Publications by Year: 2013

Journal Article
A. G. Christodoulou, H. Zhang, B. Zhao, T. K. Hitchens, C. Ho, and Z. P. Liang, “High-Resolution Cardiovascular MRI by Integrating Parallel Imaging with Low-Rank and Sparse Modeling,” IEEE Transactions on Biomedical Engineering, vol. 60, no. 11, pp. 3083-3092, 2013. Publisher's VersionAbstract

Magnetic resonance imaging (MRI) has long been recognized as a powerful tool for cardiovascular imaging because of its unique potential to measure blood flow, cardiac wall motion, and tissue properties jointly. However, many clinical applications of cardiac MRI have been limited by low imaging speed. In this paper, we present a novel method to accelerate cardiovascular MRI through the integration of parallel imaging, low-rank modeling, and sparse modeling. This method consists of a novel image model and specialized data acquisition.
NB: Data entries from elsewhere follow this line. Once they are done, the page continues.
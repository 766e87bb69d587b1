//! Airlock Chamber
//!
//! One shared chamber per settlement or vehicle. Occupancy is counted against
//! capacity; exactly one occupant holds the operator claim and cycles the
//! chamber while the others wait for the cycle to complete. Cycles carry no
//! direction: one completed cycle lets every occupant through, inbound and
//! outbound alike.

use std::collections::BTreeSet;

use crate::components::{AgentId, ExclusiveClaim};
use crate::EPSILON;

#[derive(Debug, Clone)]
pub struct Airlock {
    capacity: usize,
    occupants: BTreeSet<AgentId>,
    operator: ExclusiveClaim<AgentId>,
    cycle_time: f64,
    remaining_cycle: f64,
    completed_cycles: u64,
}

impl Airlock {
    pub fn new(capacity: usize, cycle_time: f64) -> Self {
        Self {
            capacity,
            occupants: BTreeSet::new(),
            operator: ExclusiveClaim::new(),
            cycle_time: cycle_time.max(EPSILON),
            remaining_cycle: 0.0,
            completed_cycles: 0,
        }
    }

    /// Adds `agent` to the chamber. Re-entering is a no-op success.
    pub fn try_enter(&mut self, agent: &AgentId) -> bool {
        if self.occupants.contains(agent) {
            return true;
        }
        if self.occupants.len() >= self.capacity {
            return false;
        }
        self.occupants.insert(agent.clone());
        true
    }

    /// Removes `agent`; an operator leaving mid-cycle aborts the cycle.
    pub fn leave(&mut self, agent: &AgentId) -> bool {
        if self.operator.is_held_by(agent) {
            self.deactivate(agent);
        }
        self.occupants.remove(agent)
    }

    pub fn has_occupant(&self, agent: &AgentId) -> bool {
        self.occupants.contains(agent)
    }

    pub fn occupant_count(&self) -> usize {
        self.occupants.len()
    }

    pub fn capacity(&self) -> usize {
        self.capacity
    }

    pub fn is_activated(&self) -> bool {
        self.operator.is_held()
    }

    pub fn operator(&self) -> Option<&AgentId> {
        self.operator.holder()
    }

    pub fn completed_cycles(&self) -> u64 {
        self.completed_cycles
    }

    /// Starts a cycle with `agent` as operator. Only an occupant may
    /// operate, and only while nobody else does.
    pub fn activate(&mut self, agent: &AgentId) -> bool {
        if !self.occupants.contains(agent) || !self.operator.try_acquire(agent) {
            return false;
        }
        if self.remaining_cycle <= EPSILON {
            self.remaining_cycle = self.cycle_time;
        }
        true
    }

    /// Runs the cycle for up to `time`. Returns the time consumed; on
    /// completion the operator claim is released.
    pub fn add_cycle_time(&mut self, agent: &AgentId, time: f64) -> f64 {
        if !self.operator.is_held_by(agent) || time <= 0.0 {
            return 0.0;
        }
        let used = time.min(self.remaining_cycle);
        self.remaining_cycle -= used;
        if self.remaining_cycle <= EPSILON {
            self.remaining_cycle = 0.0;
            self.completed_cycles += 1;
            self.operator.release(agent);
        }
        used
    }

    /// Aborts a cycle in progress.
    pub fn deactivate(&mut self, agent: &AgentId) -> bool {
        if self.operator.release(agent) {
            self.remaining_cycle = 0.0;
            true
        } else {
            false
        }
    }
}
Of particular novelty is the proposed low-rank model component, which is specially adapted to the particular low-rank structure of cardiovascular signals. Simulations and in vivo experiments were performed to evaluate the method, as well as an analysis of the low-rank structure of a numerical cardiovascular phantom. Cardiac imaging experiments were carried out on both human and rat subjects without the use of ECG or respiratory gating and without breath holds. The proposed method reconstructed 2-D human cardiac images up to 22 fps and 1.0 mm × 1.0 mm spatial resolution and 3-D rat cardiac images at 67 fps and 0.65 mm × 0.65 mm × 0.31 mm spatial resolution. These capabilities will enhance the practical utility of cardiovascular MRI.

Conference Proceedings
B. Zhao, F. Lam, W. Lu, and Z. P. Liang, “Model-Based MR Parameter Mapping with Sparsity Constraint,” International Symposium on Biomedical Imaging: From Nano to Macro (ISBI). pp. 1-4, 2013. Publisher's VersionAbstract

MR parameter mapping (e.g., T1 mapping, T2 mapping, or T*2 mapping) is a valuable tool for tissue characterization. However, its practical utility has been limited due to long data acquisition time. This paper addresses this problem with a new model-based parameter mapping method, which utilizes an explicit signal model and imposes a sparsity constraint on the parameter values. The proposed method enables direct estimation of the parameters of interest from highly undersampled, noisy k-space data. An algorithm is presented to solve the underlying parameter estimation problem. Its performance is analyzed using estimation-theoretic bounds. Some representative results from T2 brain mapping are also presented to illustrate the performance of the proposed method for accelerating parameter mapping.